TASK DIRECTIONS:
Retype every entry below exactly as it stands.

[Saved data entries]

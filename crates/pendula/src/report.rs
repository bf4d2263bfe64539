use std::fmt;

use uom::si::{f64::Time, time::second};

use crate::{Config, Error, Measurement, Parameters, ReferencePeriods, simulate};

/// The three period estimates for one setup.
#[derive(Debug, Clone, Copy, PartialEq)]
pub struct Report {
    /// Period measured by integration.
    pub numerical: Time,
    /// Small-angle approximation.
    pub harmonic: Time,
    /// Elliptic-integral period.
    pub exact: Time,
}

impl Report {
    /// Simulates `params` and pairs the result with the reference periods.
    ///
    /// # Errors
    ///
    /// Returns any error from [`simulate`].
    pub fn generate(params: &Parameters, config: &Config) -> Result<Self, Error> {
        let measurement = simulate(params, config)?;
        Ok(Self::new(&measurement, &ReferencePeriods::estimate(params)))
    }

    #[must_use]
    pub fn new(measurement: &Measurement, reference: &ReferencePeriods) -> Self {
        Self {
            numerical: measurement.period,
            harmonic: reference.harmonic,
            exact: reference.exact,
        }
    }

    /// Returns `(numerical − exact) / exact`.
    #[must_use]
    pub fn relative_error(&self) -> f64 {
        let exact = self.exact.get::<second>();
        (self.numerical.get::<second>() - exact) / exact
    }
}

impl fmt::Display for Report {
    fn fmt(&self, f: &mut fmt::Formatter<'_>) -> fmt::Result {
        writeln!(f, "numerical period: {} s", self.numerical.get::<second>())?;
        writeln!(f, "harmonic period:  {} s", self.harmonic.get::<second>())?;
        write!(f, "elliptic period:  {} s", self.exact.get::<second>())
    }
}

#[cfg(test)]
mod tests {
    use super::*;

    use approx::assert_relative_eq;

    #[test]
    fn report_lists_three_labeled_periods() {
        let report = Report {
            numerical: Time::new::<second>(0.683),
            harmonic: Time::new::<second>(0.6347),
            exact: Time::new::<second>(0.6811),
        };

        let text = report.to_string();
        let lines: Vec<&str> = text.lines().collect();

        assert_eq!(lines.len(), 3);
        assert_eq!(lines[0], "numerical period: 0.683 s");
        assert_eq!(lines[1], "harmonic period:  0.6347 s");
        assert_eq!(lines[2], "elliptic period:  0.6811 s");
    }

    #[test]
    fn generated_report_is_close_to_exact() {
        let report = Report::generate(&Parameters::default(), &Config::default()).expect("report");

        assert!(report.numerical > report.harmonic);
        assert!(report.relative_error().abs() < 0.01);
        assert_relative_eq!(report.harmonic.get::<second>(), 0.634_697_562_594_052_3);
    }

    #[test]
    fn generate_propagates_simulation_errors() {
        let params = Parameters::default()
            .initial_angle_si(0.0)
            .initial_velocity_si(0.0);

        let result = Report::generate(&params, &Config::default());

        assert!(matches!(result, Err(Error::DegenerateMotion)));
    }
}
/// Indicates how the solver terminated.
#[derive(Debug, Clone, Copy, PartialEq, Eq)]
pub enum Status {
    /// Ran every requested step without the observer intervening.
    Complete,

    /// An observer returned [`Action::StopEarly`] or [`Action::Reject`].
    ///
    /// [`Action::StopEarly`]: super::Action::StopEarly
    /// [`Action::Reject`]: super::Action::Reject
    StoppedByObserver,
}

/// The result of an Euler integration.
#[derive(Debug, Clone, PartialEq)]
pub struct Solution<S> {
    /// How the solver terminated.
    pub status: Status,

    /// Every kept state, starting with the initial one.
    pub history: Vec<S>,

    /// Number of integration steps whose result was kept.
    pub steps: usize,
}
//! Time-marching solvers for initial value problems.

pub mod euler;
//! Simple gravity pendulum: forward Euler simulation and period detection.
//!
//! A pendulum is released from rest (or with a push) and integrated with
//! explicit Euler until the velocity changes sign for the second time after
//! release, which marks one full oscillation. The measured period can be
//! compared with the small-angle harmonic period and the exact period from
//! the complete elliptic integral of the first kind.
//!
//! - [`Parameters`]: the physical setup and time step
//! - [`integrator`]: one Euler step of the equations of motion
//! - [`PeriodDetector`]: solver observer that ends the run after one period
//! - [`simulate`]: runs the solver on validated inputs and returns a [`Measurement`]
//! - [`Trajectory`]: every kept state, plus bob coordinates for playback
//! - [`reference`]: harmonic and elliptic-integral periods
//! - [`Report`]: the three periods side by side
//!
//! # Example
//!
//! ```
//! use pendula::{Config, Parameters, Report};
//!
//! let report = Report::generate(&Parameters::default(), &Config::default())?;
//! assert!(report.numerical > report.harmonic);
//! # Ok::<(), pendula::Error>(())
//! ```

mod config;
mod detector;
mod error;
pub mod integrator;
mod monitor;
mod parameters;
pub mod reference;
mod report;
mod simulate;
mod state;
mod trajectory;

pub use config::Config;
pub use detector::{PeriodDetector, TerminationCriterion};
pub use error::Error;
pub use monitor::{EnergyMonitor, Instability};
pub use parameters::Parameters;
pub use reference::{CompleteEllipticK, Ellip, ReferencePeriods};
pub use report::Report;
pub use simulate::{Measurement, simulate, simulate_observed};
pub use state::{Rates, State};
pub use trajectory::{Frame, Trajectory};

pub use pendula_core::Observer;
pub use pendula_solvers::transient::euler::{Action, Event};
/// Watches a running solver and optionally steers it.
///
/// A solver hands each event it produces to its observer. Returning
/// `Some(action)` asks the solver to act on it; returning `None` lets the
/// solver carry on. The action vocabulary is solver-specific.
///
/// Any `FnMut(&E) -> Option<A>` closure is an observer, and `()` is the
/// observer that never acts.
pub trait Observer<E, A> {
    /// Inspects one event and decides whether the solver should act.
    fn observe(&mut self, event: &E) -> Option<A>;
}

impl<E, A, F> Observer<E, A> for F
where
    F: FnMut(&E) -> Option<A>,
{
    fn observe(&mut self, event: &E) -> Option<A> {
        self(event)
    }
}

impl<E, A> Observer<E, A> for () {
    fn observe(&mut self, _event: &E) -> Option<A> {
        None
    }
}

EXERCISE SOLUTION:
filename crates/pendula/src/report.rs
repository bf4d2263bfe64539
use std::fmt;

use uom::si::{f64::Time, time::second};

use crate::{Config, Error, Measurement, Parameters, ReferencePeriods, simulate};

/// The three period estimates for one setup.
#[derive(Debug, Clone, Copy, PartialEq)]
pub struct Report {
    /// Period measured by integration.
    pub numerical: Time,
    /// Small-angle approximation.
    pub harmonic: Time,
    /// Elliptic-integral period.
    pub exact: Time,
}

impl Report {
    /// Simulates `params` and pairs the result with the reference periods.
    ///
    /// # Errors
    ///
    /// Returns any error from [`simulate`].
    pub fn generate(params: &Parameters, config: &Config) -> Result<Self, Error> {
        let measurement = simulate(params, config)?;
        Ok(Self::new(&measurement, &ReferencePeriods::estimate(params)))
    }

    #[must_use]
    pub fn new(measurement: &Measurement, reference: &ReferencePeriods) -> Self {
        Self {
            numerical: measurement.period,
            harmonic: reference.harmonic,
            exact: reference.exact,
        }
    }

    /// Returns `(numerical − exact) / exact`.
    #[must_use]
    pub fn relative_error(&self) -> f64 {
        let exact = self.exact.get::<second>();
        (self.numerical.get::<second>() - exact) / exact
    }
}

impl fmt::Display for Report {
    fn fmt(&self, f: &mut fmt::Formatter<'_>) -> fmt::Result {
        writeln!(f, "numerical period: {} s", self.numerical.get::<second>())?;
        writeln!(f, "harmonic period:  {} s", self.harmonic.get::<second>())?;
        write!(f, "elliptic period:  {} s", self.exact.get::<second>())
    }
}

#[cfg(test)]
mod tests {
    use super::*;

    use approx::assert_relative_eq;

    #[test]
    fn report_lists_three_labeled_periods() {
        let report = Report {
            numerical: Time::new::<second>(0.683),
            harmonic: Time::new::<second>(0.6347),
            exact: Time::new::<second>(0.6811),
        };

        let text = report.to_string();
        let lines: Vec<&str> = text.lines().collect();

        assert_eq!(lines.len(), 3);
        assert_eq!(lines[0], "numerical period: 0.683 s");
        assert_eq!(lines[1], "harmonic period:  0.6347 s");
        assert_eq!(lines[2], "elliptic period:  0.6811 s");
    }

    #[test]
    fn generated_report_is_close_to_exact() {
        let report = Report::generate(&Parameters::default(), &Config::default()).expect("report");

        assert!(report.numerical > report.harmonic);
        assert!(report.relative_error().abs() < 0.01);
        assert_relative_eq!(report.harmonic.get::<second>(), 0.634_697_562_594_052_3);
    }

    #[test]
    fn generate_propagates_simulation_errors() {
        let params = Parameters::default()
            .initial_angle_si(0.0)
            .initial_velocity_si(0.0);

        let result = Report::generate(&params, &Config::default());

        assert!(matches!(result, Err(Error::DegenerateMotion)));
    }
}
/// Indicates how the solver terminated.
#[derive(Debug, Clone, Copy, PartialEq, Eq)]
pub enum Status {
    /// Ran every requested step without the observer intervening.
    Complete,

    /// An observer returned [`Action::StopEarly`] or [`Action::Reject`].
    ///
    /// [`Action::StopEarly`]: super::Action::StopEarly
    /// [`Action::Reject`]: super::Action::Reject
    StoppedByObserver,
}

/// The result of an Euler integration.
#[derive(Debug, Clone, PartialEq)]
pub struct Solution<S> {
    /// How the solver terminated.
    pub status: Status,

    /// Every kept state, starting with the initial one.
    pub history: Vec<S>,

    /// Number of integration steps whose result was kept.
    pub steps: usize,
}
//! Time-marching solvers for initial value problems.

pub mod euler;
//! Simple gravity pendulum: forward Euler simulation and period detection.
//!
//! A pendulum is released from rest (or with a push) and integrated with
//! explicit Euler until the velocity changes sign for the second time after
//! release, which marks one full oscillation. The measured period can be
//! compared with the small-angle harmonic period and the exact period from
//! the complete elliptic integral of the first kind.
//!
//! - [`Parameters`]: the physical setup and time step
//! - [`integrator`]: one Euler step of the equations of motion
//! - [`PeriodDetector`]: solver observer that ends the run after one period
//! - [`simulate`]: runs the solver on validated inputs and returns a [`Measurement`]
//! - [`Trajectory`]: every kept state, plus bob coordinates for playback
//! - [`reference`]: harmonic and elliptic-integral periods
//! - [`Report`]: the three periods side by side
//!
//! # Example
//!
//! ```
//! use pendula::{Config, Parameters, Report};
//!
//! let report = Report::generate(&Parameters::default(), &Config::default())?;
//! assert!(report.numerical > report.harmonic);
//! # Ok::<(), pendula::Error>(())
//! ```

mod config;
mod detector;
mod error;
pub mod integrator;
mod monitor;
mod parameters;
pub mod reference;
mod report;
mod simulate;
mod state;
mod trajectory;

pub use config::Config;
pub use detector::{PeriodDetector, TerminationCriterion};
pub use error::Error;
pub use monitor::{EnergyMonitor, Instability};
pub use parameters::Parameters;
pub use reference::{CompleteEllipticK, Ellip, ReferencePeriods};
pub use report::Report;
pub use simulate::{Measurement, simulate, simulate_observed};
pub use state::{Rates, State};
pub use trajectory::{Frame, Trajectory};

pub use pendula_core::Observer;
pub use pendula_solvers::transient::euler::{Action, Event};
/// Watches a running solver and optionally steers it.
///
/// A solver hands each event it produces to its observer. Returning
/// `Some(action)` asks the solver to act on it; returning `None` lets the
/// solver carry on. The action vocabulary is solver-specific.
///
/// Any `FnMut(&E) -> Option<A>` closure is an observer, and `()` is the
/// observer that never acts.
pub trait Observer<E, A> {
    /// Inspects one event and decides whether the solver should act.
    fn observe(&mut self, event: &E) -> Option<A>;
}

impl<E, A, F> Observer<E, A> for F
where
    F: FnMut(&E) -> Option<A>,
{
    fn observe(&mut self, event: &E) -> Option<A> {
        self(event)
    }
}

impl<E, A> Observer<E, A> for () {
    fn observe(&mut self, _event: &E) -> Option<A> {
        None
    }
}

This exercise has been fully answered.